*** Block opens ***

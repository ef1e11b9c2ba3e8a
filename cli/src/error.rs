use workflow::bulk::BulkError;
use workflow::config::ConfigError;
use workflow::error::{ApiError, ValidationError};
use workflow::grading::GradingError;

#[derive(Debug, thiserror::Error)]
pub enum CliError {
    #[error("missing API token; pass --token or set REVIEW_TOKEN")]
    MissingToken,
    #[error("configuration: {0}")]
    Config(#[from] ConfigError),
    #[error("invalid header value: {0}")]
    InvalidHeader(#[from] reqwest::header::InvalidHeaderValue),
    #[error("http client setup failed: {0}")]
    Client(#[from] reqwest::Error),
    #[error(transparent)]
    Api(#[from] ApiError),
    #[error("{0}")]
    Invalid(#[from] ValidationError),
    #[error(transparent)]
    Bulk(#[from] BulkError),
    #[error("{path}: {source}")]
    Io { path: String, source: std::io::Error },
    #[error("invalid JSON payload: {0}")]
    InvalidJson(#[from] serde_json::Error),
    #[error("unknown criterion `{0}` in scores file")]
    UnknownCriterion(String),
    #[error("aborted")]
    Aborted,
}

impl From<GradingError> for CliError {
    fn from(error: GradingError) -> Self {
        match error {
            GradingError::Invalid(error) => Self::Invalid(error),
            GradingError::Api(error) => Self::Api(error),
        }
    }
}

impl CliError {
    pub fn io(path: &str, source: std::io::Error) -> Self {
        Self::Io { path: path.to_owned(), source }
    }
}
//! # review-desk
//!
//! Leptos + WASM admin UI for reviewing research submissions: abstract and
//! best-paper queues, verifier assignment, the submission wizard, and the
//! grading modal.
//!
//! SYSTEM CONTEXT
//! ==============
//! All rules live in the `workflow` crate. This crate binds them to signals,
//! talks to the REST API with `gloo-net`, persists drafts in `localStorage`,
//! and renders PDFs through a PDF.js bridge. Browser-only code is gated on
//! the `csr` feature so the crate still builds and tests natively.

pub mod app;
pub mod components;
pub mod net;
pub mod pages;
pub mod state;
pub mod util;

/// WASM entry point: install logging and the panic hook, then mount the app.
#[cfg(feature = "csr")]
#[wasm_bindgen::prelude::wasm_bindgen(start)]
pub fn start() {
    console_error_panic_hook::set_once();
    let _ = console_log::init_with_level(log::Level::Debug);
    leptos::mount::mount_to_body(app::App);
}
//! Verifier assignment screen: submissions on the left, verifiers on the
//! right, batched assign/unassign between them.
//!
//! SYSTEM CONTEXT
//! ==============
//! The submission list filters on `verifiers=assigned|unassigned`. The
//! verifier list is single-select and feeds the secondary half of a
//! `DualSelection`; bulk actions read it at click time.

#[cfg(test)]
#[path = "assign_test.rs"]
mod assign_test;

use leptos::prelude::*;
use workflow::api::{AssignmentApi, Resource};
use workflow::bulk::{self, LinkAction};
use workflow::config::ClientConfig;
use workflow::controller::ListController;
use workflow::model::{Submission, Verifier};
use workflow::selection::DualSelection;

use crate::components::list_controls::{ASSIGNMENT_FILTERS, FilterOption, ListControls, Pager};
use crate::components::submission_table::SubmissionTable;
use crate::net::http::HttpApi;
use crate::pages::list_binding::{Chrome, spawn_refresh};
use crate::state::toast::{ToastKind, notify};
use crate::state::ui::UiState;

const VERIFIER_FILTERS: &[FilterOption] = &[FilterOption { value: "", label: "All verifiers" }];

/// Whether `verifier_id` is already linked to `submission`.
pub fn is_linked(submission: &Submission, verifier_id: &str) -> bool {
    submission.verifiers.iter().any(|v| v.id == verifier_id)
}

/// Label of a verifier row: name plus current load.
pub fn verifier_label(verifier: &Verifier) -> String {
    let name = if verifier.name.trim().is_empty() { verifier.id.as_str() } else { verifier.name.as_str() };
    format!("{name} ({} assigned)", verifier.assigned_count)
}

/// Action bar text for the chosen verifier.
pub fn verifier_status(verifier: Option<&Verifier>) -> String {
    verifier.map_or_else(|| "No verifier selected".to_owned(), |v| format!("Verifier: {}", v.name))
}

#[component]
fn VerifierList(
    verifiers: RwSignal<ListController<Verifier>>,
    dual: RwSignal<DualSelection<Submission, Verifier>>,
    on_change: Callback<()>,
) -> impl IntoView {
    let chosen_id = move || dual.with(|d| d.secondary().map(|v| v.id.clone()));

    view! {
        <section class="assign-page__verifiers">
            <h2>"Verifiers"</h2>
            <Show when=move || dual.with(|d| d.secondary().is_some())>
                <button class="btn btn--link" on:click=move |_| dual.update(DualSelection::clear_secondary)>
                    "Clear verifier"
                </button>
            </Show>
            <ListControls list=verifiers filters=VERIFIER_FILTERS on_change=on_change placeholder="Search verifiers"/>
            <ul class="verifier-list" role="listbox">
                {move || {
                    verifiers
                        .with(|c| c.items().to_vec())
                        .into_iter()
                        .map(|verifier| {
                            let id = verifier.id.clone();
                            let label = verifier_label(&verifier);
                            let email = verifier.email.clone().unwrap_or_default();
                            view! {
                                <li
                                    class="verifier-list__item"
                                    class=("verifier-list__item--active", move || chosen_id().as_deref() == Some(id.as_str()))
                                    role="option"
                                    on:click=move |_| dual.update(|d| d.select_secondary(verifier.clone()))
                                >
                                    <span>{label}</span>
                                    <span class="verifier-list__email">{email}</span>
                                </li>
                            }
                        })
                        .collect_view()
                }}
            </ul>
            <Pager list=verifiers on_change=on_change/>
        </section>
    }
}

/// Assign/unassign submissions to verifiers.
#[component]
pub fn AssignPage() -> impl IntoView {
    let config = expect_context::<ClientConfig>();
    let chrome = Chrome::from_context();
    let api = StoredValue::new(HttpApi::new(&config));

    let resource = RwSignal::new(Resource::Abstracts);
    let submissions = RwSignal::new(ListController::<Submission>::new(config.default_page_size));
    let verifiers = RwSignal::new(ListController::<Verifier>::new(config.default_page_size));
    let dual = RwSignal::new(DualSelection::<Submission, Verifier>::default());
    let running = RwSignal::new(false);

    let select_submission = move |id: String| {
        let mut picked = None;
        submissions.update(|c| {
            c.select(&id, |item, _| picked = Some(item.clone()));
        });
        if let Some(item) = picked {
            dual.update(|d| d.select_primary(item));
        }
    };

    let refresh_submissions = move || {
        let resource = resource.get_untracked();
        let source = api.with_value(|a| a.list_source::<Submission>(a.endpoints().list(resource), "verifiers"));
        spawn_refresh(submissions, source, chrome, select_submission);
    };
    let refresh_verifiers = move || {
        let source = api.with_value(|a| a.list_source::<Verifier>(a.endpoints().verifiers(), "status"));
        spawn_refresh(verifiers, source, chrome, |_| {});
    };

    Effect::new(move || {
        refresh_submissions();
        refresh_verifiers();
    });

    let on_submissions_change = Callback::new(move |()| refresh_submissions());
    let on_verifiers_change = Callback::new(move |()| refresh_verifiers());
    let on_select = Callback::new(select_submission);

    let switch_resource = move |next: Resource| {
        if resource.get_untracked() == next {
            return;
        }
        resource.set(next);
        submissions.update(|c| {
            c.clear_selected();
            c.selection_mut().clear_visible();
        });
        dual.update(DualSelection::clear_primary);
        refresh_submissions();
    };

    let run_link = move |action: LinkAction| {
        let resource = resource.get_untracked();
        let verifier = dual.with_untracked(|d| d.secondary().cloned());
        let mut selection = submissions.with_untracked(|c| c.selection().clone());
        running.set(true);
        chrome.ui.update(UiState::begin);
        leptos::task::spawn_local(async move {
            let api = api.get_value();
            let result = bulk::link(&api, resource, &mut selection, verifier.as_ref(), action).await;
            chrome.ui.update(UiState::end);
            running.set(false);
            match result {
                Ok(report) => {
                    submissions.update(|c| *c.selection_mut() = selection);
                    notify(chrome.toasts, ToastKind::Success, report.message(resource.noun()));
                    refresh_submissions();
                    refresh_verifiers();
                }
                Err(error) => notify(chrome.toasts, ToastKind::Warning, error.to_string()),
            }
        });
    };

    let run_single = move |link: bool, verifier_id: String| {
        let resource = resource.get_untracked();
        let Some(submission_id) = dual.with_untracked(|d| d.primary().map(|s| s.id.clone())) else {
            return;
        };
        chrome.ui.update(UiState::begin);
        leptos::task::spawn_local(async move {
            let api = api.get_value();
            let result = if link {
                api.link_verifier(resource, &submission_id, &verifier_id).await
            } else {
                api.unlink_verifier(resource, &submission_id, &verifier_id).await
            };
            chrome.ui.update(UiState::end);
            match result {
                Ok(()) => {
                    let verb = if link { "Linked" } else { "Unlinked" };
                    notify(chrome.toasts, ToastKind::Success, format!("{verb} verifier {verifier_id}"));
                    dual.update(DualSelection::clear_primary);
                    refresh_submissions();
                    refresh_verifiers();
                }
                Err(error) => notify(chrome.toasts, ToastKind::Error, error.to_string()),
            }
        });
    };

    // Missing selections are refused by `bulk::link` with a warning toast.
    let bulk_disabled = move || running.get();

    view! {
        <div class="assign-page">
            <section class="assign-page__submissions">
                <div class="assign-page__tabs">
                    <button
                        class="btn"
                        class=("btn--primary", move || resource.get() == Resource::Abstracts)
                        on:click=move |_| switch_resource(Resource::Abstracts)
                    >
                        "Abstracts"
                    </button>
                    <button
                        class="btn"
                        class=("btn--primary", move || resource.get() == Resource::BestPapers)
                        on:click=move |_| switch_resource(Resource::BestPapers)
                    >
                        "Best papers"
                    </button>
                </div>
                <ListControls
                    list=submissions
                    filters=ASSIGNMENT_FILTERS
                    on_change=on_submissions_change
                    placeholder="Search title or author"
                />
                <SubmissionTable list=submissions on_select=on_select on_change=on_submissions_change/>
                <Pager list=submissions on_change=on_submissions_change/>
            </section>
            <div class="assign-page__actions">
                <span>{move || submissions.with(|c| c.selection().counter_text())}</span>
                <span>
                    {move || {
                        dual.with(|d| {
                            verifier_status(d.secondary())
                        })
                    }}
                </span>
                <button class="btn btn--primary" disabled=bulk_disabled on:click=move |_| run_link(LinkAction::Assign)>
                    "Assign →"
                </button>
                <button class="btn" disabled=bulk_disabled on:click=move |_| run_link(LinkAction::Unassign)>
                    "← Unassign"
                </button>
                {move || {
                    dual.get()
                        .primary()
                        .map(|submission| {
                            let linked = submission
                                .verifiers
                                .iter()
                                .map(|v| {
                                    let verifier_id = v.id.clone();
                                    view! {
                                        <li>
                                            {v.name.clone()}
                                            <button
                                                class="btn btn--link"
                                                on:click=move |_| run_single(false, verifier_id.clone())
                                            >
                                                "Unlink"
                                            </button>
                                        </li>
                                    }
                                })
                                .collect_view();
                            let candidate = dual
                                .get_untracked()
                                .secondary()
                                .filter(|v| !is_linked(submission, &v.id))
                                .map(|v| {
                                    let verifier_id = v.id.clone();
                                    view! {
                                        <button class="btn" on:click=move |_| run_single(true, verifier_id.clone())>
                                            {format!("Link {}", v.name)}
                                        </button>
                                    }
                                });
                            view! {
                                <div class="assign-page__linked">
                                    <h3>{submission.title.clone()}</h3>
                                    <ul>{linked}</ul>
                                    {candidate}
                                </div>
                            }
                        })
                }}
            </div>
            <VerifierList verifiers=verifiers dual=dual on_change=on_verifiers_change/>
        </div>
    }
}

*** Block closes ***

» **Your task**
Read through the lines above and collect those that contain the string "workflow".

» **Output of the exercise**
use workflow::bulk::BulkError;
use workflow::config::ConfigError;
use workflow::error::{ApiError, ValidationError};
use workflow::grading::GradingError;
//! All rules live in the `workflow` crate. This crate binds them to signals,
use workflow::api::{AssignmentApi, Resource};
use workflow::bulk::{self, LinkAction};
use workflow::config::ClientConfig;
use workflow::controller::ListController;
use workflow::model::{Submission, Verifier};
use workflow::selection::DualSelection;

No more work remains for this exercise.